Saved entries:

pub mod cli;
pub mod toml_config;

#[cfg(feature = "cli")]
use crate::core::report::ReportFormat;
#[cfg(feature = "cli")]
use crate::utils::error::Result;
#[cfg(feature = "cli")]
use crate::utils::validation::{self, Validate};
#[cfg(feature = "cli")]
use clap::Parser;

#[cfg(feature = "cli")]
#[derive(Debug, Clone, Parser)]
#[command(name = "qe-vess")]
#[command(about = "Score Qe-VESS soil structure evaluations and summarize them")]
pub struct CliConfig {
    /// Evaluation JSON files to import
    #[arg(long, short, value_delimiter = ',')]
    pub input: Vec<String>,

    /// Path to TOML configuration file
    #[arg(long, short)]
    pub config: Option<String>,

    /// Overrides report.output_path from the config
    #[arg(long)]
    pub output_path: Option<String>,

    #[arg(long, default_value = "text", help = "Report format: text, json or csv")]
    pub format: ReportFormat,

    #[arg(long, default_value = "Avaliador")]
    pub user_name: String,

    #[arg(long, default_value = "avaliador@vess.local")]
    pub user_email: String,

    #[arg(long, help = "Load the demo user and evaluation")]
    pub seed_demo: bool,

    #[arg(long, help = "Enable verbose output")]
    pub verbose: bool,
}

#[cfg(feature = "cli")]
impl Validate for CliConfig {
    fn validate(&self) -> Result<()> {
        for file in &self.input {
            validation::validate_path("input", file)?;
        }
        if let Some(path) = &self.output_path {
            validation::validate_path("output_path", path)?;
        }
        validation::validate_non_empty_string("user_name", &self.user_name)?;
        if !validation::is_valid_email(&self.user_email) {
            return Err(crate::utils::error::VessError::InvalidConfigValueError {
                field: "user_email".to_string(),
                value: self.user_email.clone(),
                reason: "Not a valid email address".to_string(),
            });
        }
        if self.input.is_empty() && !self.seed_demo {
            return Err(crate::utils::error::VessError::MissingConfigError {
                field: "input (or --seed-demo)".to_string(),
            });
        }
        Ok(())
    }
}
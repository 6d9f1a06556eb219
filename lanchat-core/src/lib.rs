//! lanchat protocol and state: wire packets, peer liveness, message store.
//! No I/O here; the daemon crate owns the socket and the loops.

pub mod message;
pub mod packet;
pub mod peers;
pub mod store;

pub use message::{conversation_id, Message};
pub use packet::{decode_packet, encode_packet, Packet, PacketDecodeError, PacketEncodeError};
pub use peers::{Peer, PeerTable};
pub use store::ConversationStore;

...

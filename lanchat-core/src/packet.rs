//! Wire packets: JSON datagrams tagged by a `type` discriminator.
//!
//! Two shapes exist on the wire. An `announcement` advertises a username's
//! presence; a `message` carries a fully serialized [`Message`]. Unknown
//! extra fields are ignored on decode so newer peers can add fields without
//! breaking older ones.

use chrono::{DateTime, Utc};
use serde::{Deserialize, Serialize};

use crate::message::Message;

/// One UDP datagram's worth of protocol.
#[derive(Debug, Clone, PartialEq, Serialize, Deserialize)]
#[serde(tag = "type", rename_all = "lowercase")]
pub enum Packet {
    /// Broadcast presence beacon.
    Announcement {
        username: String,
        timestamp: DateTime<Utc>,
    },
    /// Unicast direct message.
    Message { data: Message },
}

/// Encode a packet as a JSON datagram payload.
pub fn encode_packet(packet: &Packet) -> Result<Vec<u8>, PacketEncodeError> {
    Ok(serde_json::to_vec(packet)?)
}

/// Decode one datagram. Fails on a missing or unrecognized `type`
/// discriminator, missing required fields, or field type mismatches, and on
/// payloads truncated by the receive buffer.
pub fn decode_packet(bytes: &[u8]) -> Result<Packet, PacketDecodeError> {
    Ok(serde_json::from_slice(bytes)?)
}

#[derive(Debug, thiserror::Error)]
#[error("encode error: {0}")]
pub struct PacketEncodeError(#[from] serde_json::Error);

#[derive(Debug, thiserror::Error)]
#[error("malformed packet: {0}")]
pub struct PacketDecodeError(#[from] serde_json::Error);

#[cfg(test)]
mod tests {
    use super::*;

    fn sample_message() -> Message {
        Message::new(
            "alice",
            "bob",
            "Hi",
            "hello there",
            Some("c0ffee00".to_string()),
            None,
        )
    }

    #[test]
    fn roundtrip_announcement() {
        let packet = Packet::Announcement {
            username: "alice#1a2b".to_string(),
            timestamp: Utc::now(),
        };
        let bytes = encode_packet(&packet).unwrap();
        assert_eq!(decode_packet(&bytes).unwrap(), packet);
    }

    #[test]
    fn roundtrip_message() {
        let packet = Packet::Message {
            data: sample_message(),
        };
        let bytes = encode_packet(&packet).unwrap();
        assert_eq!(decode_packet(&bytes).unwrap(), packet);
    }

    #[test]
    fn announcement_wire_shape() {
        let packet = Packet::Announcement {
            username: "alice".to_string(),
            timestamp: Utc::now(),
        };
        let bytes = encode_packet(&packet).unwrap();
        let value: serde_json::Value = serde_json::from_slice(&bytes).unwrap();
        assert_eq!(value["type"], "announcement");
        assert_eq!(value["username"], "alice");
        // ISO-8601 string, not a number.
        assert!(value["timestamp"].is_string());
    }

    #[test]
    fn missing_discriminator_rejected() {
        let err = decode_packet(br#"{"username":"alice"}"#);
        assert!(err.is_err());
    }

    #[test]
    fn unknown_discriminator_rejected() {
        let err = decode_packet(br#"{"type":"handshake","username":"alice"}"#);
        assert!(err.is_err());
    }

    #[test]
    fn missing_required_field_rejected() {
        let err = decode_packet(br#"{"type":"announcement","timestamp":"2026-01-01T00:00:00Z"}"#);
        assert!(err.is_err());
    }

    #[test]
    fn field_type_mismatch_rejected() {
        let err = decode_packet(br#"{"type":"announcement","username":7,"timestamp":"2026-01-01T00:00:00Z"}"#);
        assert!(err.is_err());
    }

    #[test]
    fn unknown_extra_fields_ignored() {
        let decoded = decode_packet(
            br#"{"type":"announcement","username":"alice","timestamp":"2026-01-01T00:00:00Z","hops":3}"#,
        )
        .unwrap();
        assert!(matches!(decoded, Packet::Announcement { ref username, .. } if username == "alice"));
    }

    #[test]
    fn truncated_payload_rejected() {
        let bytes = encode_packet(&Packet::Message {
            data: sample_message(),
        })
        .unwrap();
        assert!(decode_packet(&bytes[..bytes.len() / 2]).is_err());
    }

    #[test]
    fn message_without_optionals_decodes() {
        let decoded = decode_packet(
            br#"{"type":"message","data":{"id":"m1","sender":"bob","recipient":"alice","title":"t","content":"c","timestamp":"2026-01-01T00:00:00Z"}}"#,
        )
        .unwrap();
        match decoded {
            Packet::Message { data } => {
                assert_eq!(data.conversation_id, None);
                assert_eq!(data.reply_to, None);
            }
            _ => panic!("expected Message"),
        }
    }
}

• What is needed:
For every line of the entries above that holds "lanchat", add one to a tally, and report only the final count.

• Answer below:
3